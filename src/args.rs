// 该文件是 Capcheck （瓶盖质检） 项目的一部分。
// src/args.rs - 命令行参数
//
// 本文件根据 Apache 许可证第 2.0 版（以下简称“许可证”）授权使用；
// 除非遵守该许可证条款，否则您不得使用本文件。
// 您可通过以下网址获取许可证副本：
// http://www.apache.org/licenses/LICENSE-2.0
// 除非适用法律要求或书面同意，根据本许可协议分发的软件均按“原样”提供，
// 不附带任何形式的明示或暗示的保证或条件。
// 有关许可权限与限制的具体条款，请参阅本许可协议。
//
// Copyright (C) 2026 Johann Li <me@qinka.pro>, Wareless Group

use std::{path::PathBuf, time::Duration};

use clap::Parser;
use url::Url;

use capcheck::config::{
  AppConfig, CameraConfig, DEFAULT_ANALOGUE_GAIN, DEFAULT_BUFFER_COUNT, DEFAULT_CUTOFF, DEFAULT_DISPLAY_THRESHOLD,
  DEFAULT_FRAME_RATE, DEFAULT_SAVE_DIRECTORY, DetectionConfig, Orientation, PixelFormat,
  PresentationConfig,
};

/// 解析 `宽x高` 形式的尺寸
fn parse_size(s: &str) -> Result<(u32, u32), String> {
  let (w, h) = s
    .split_once(['x', 'X'])
    .ok_or_else(|| format!("尺寸格式应为 宽x高: {}", s))?;
  let w = w.trim().parse::<u32>().map_err(|e| e.to_string())?;
  let h = h.trim().parse::<u32>().map_err(|e| e.to_string())?;
  if w == 0 || h == 0 {
    return Err(format!("尺寸不能为零: {}", s));
  }
  Ok((w, h))
}

fn parse_gain(s: &str) -> Result<f32, String> {
  let value = s.parse::<f32>().map_err(|e| e.to_string())?;
  if !value.is_finite() || value < 1.0 {
    return Err(format!("增益不能小于 1.0: {}", value));
  }
  Ok(value)
}

fn parse_unit(s: &str) -> Result<f32, String> {
  let value = s.parse::<f32>().map_err(|e| e.to_string())?;
  if !(0.0..=1.0).contains(&value) {
    return Err(format!("取值应在 0.0 - 1.0 之间: {}", value));
  }
  Ok(value)
}

/// Capcheck 瓶盖质检参数配置
#[derive(Parser, Debug)]
#[command(author, version, about, long_about = None)]
pub struct Args {
  /// 摄像头来源
  /// 支持格式:
  /// - 静态图片: image:///path/to/cap.jpg
  /// - GStreamer: gst://libcamera, gst://camera/dev/video0, gst://test
  /// - V4L2: v4l:///dev/video0
  #[arg(long, value_name = "SOURCE", default_value = "gst://libcamera")]
  pub camera: Url,

  /// 检测模型（yolo26:///model.rknn 或 onnx:///model.onnx），不指定时关闭检测
  #[arg(long, value_name = "MODEL")]
  pub model: Option<Url>,

  /// 显示面（headless:// 或 gstdisplay://）
  #[arg(long, value_name = "SURFACE", default_value = "headless://local")]
  pub surface: Url,

  /// 采集分辨率
  #[arg(long, value_name = "WxH", default_value = "1280x720", value_parser = parse_size)]
  pub resolution: (u32, u32),

  /// 像素格式（RGB888、BGR888、YUYV）
  #[arg(long, value_name = "FORMAT", default_value = "RGB888")]
  pub pixel_format: PixelFormat,

  /// 帧率
  #[arg(long, value_name = "FPS", default_value_t = DEFAULT_FRAME_RATE)]
  pub frame_rate: u32,

  /// 驱动缓冲区数量
  #[arg(long, value_name = "COUNT", default_value_t = DEFAULT_BUFFER_COUNT)]
  pub buffer_count: u32,

  /// 手动曝光时间（微秒）
  #[arg(long, value_name = "US", default_value_t = 20_000, value_parser = clap::value_parser!(u64).range(1..))]
  pub exposure_us: u64,

  /// 模拟增益
  #[arg(long, value_name = "GAIN", default_value_t = DEFAULT_ANALOGUE_GAIN, value_parser = parse_gain)]
  pub analogue_gain: f32,

  /// 关闭默认的 180 度旋转
  #[arg(long)]
  pub no_flip: bool,

  /// 模型输出的保留阈值 (0.0 - 1.0)
  #[arg(long, value_name = "THRESHOLD", default_value_t = DEFAULT_CUTOFF, value_parser = parse_unit)]
  pub cutoff: f32,

  /// 界面阈值初始值 (0.0 - 1.0)
  #[arg(long, value_name = "THRESHOLD", default_value_t = DEFAULT_DISPLAY_THRESHOLD, value_parser = parse_unit)]
  pub threshold: f32,

  /// 抓拍保存目录
  #[arg(long, value_name = "DIR", default_value = DEFAULT_SAVE_DIRECTORY)]
  pub save_dir: PathBuf,

  /// 显示视口
  #[arg(long, value_name = "WxH", default_value = "640x480", value_parser = parse_size)]
  pub viewport: (u32, u32),

  /// 采集周期（毫秒）
  #[arg(long, value_name = "MS", default_value_t = 30)]
  pub tick_ms: u64,

  /// 最大周期数（0 表示无限制）
  #[arg(long, value_name = "COUNT", default_value_t = 0)]
  pub max_ticks: u64,

  /// 启动后立即打开摄像头
  #[arg(long)]
  pub autostart: bool,
}

impl Args {
  pub fn to_config(&self) -> AppConfig {
    AppConfig {
      camera: CameraConfig {
        source: self.camera.clone(),
        resolution: self.resolution,
        pixel_format: self.pixel_format,
        frame_rate: self.frame_rate,
        buffer_count: self.buffer_count,
        orientation: if self.no_flip {
          Orientation::IDENTITY
        } else {
          Orientation::ROTATE_180
        },
        exposure_time: Duration::from_micros(self.exposure_us),
        analogue_gain: self.analogue_gain,
      },
      detection: DetectionConfig {
        model: self.model.clone(),
        cutoff: self.cutoff,
        display_threshold: self.threshold,
      },
      presentation: PresentationConfig {
        viewport: self.viewport,
        tick_period: Duration::from_millis(self.tick_ms.max(1)),
        save_directory: self.save_dir.clone(),
      },
    }
  }
}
========================================
**Brief**
Lines from the top of the data above through the line containing "if w == 0 || h" must be repeated exactly. All other lines stay out.

**Your response**
filename src/args.rs
// 该文件是 Capcheck （瓶盖质检） 项目的一部分。
// src/args.rs - 命令行参数
//
// 本文件根据 Apache 许可证第 2.0 版（以下简称“许可证”）授权使用；
// 除非遵守该许可证条款，否则您不得使用本文件。
// 您可通过以下网址获取许可证副本：
// http://www.apache.org/licenses/LICENSE-2.0
// 除非适用法律要求或书面同意，根据本许可协议分发的软件均按“原样”提供，
// 不附带任何形式的明示或暗示的保证或条件。
// 有关许可权限与限制的具体条款，请参阅本许可协议。
//
// Copyright (C) 2026 Johann Li <me@qinka.pro>, Wareless Group

use std::{path::PathBuf, time::Duration};

use clap::Parser;
use url::Url;

use capcheck::config::{
  AppConfig, CameraConfig, DEFAULT_ANALOGUE_GAIN, DEFAULT_BUFFER_COUNT, DEFAULT_CUTOFF, DEFAULT_DISPLAY_THRESHOLD,
  DEFAULT_FRAME_RATE, DEFAULT_SAVE_DIRECTORY, DetectionConfig, Orientation, PixelFormat,
  PresentationConfig,
};

/// 解析 `宽x高` 形式的尺寸
fn parse_size(s: &str) -> Result<(u32, u32), String> {
  let (w, h) = s
    .split_once(['x', 'X'])
    .ok_or_else(|| format!("尺寸格式应为 宽x高: {}", s))?;
  let w = w.trim().parse::<u32>().map_err(|e| e.to_string())?;
  let h = h.trim().parse::<u32>().map_err(|e| e.to_string())?;
  if w == 0 || h == 0 {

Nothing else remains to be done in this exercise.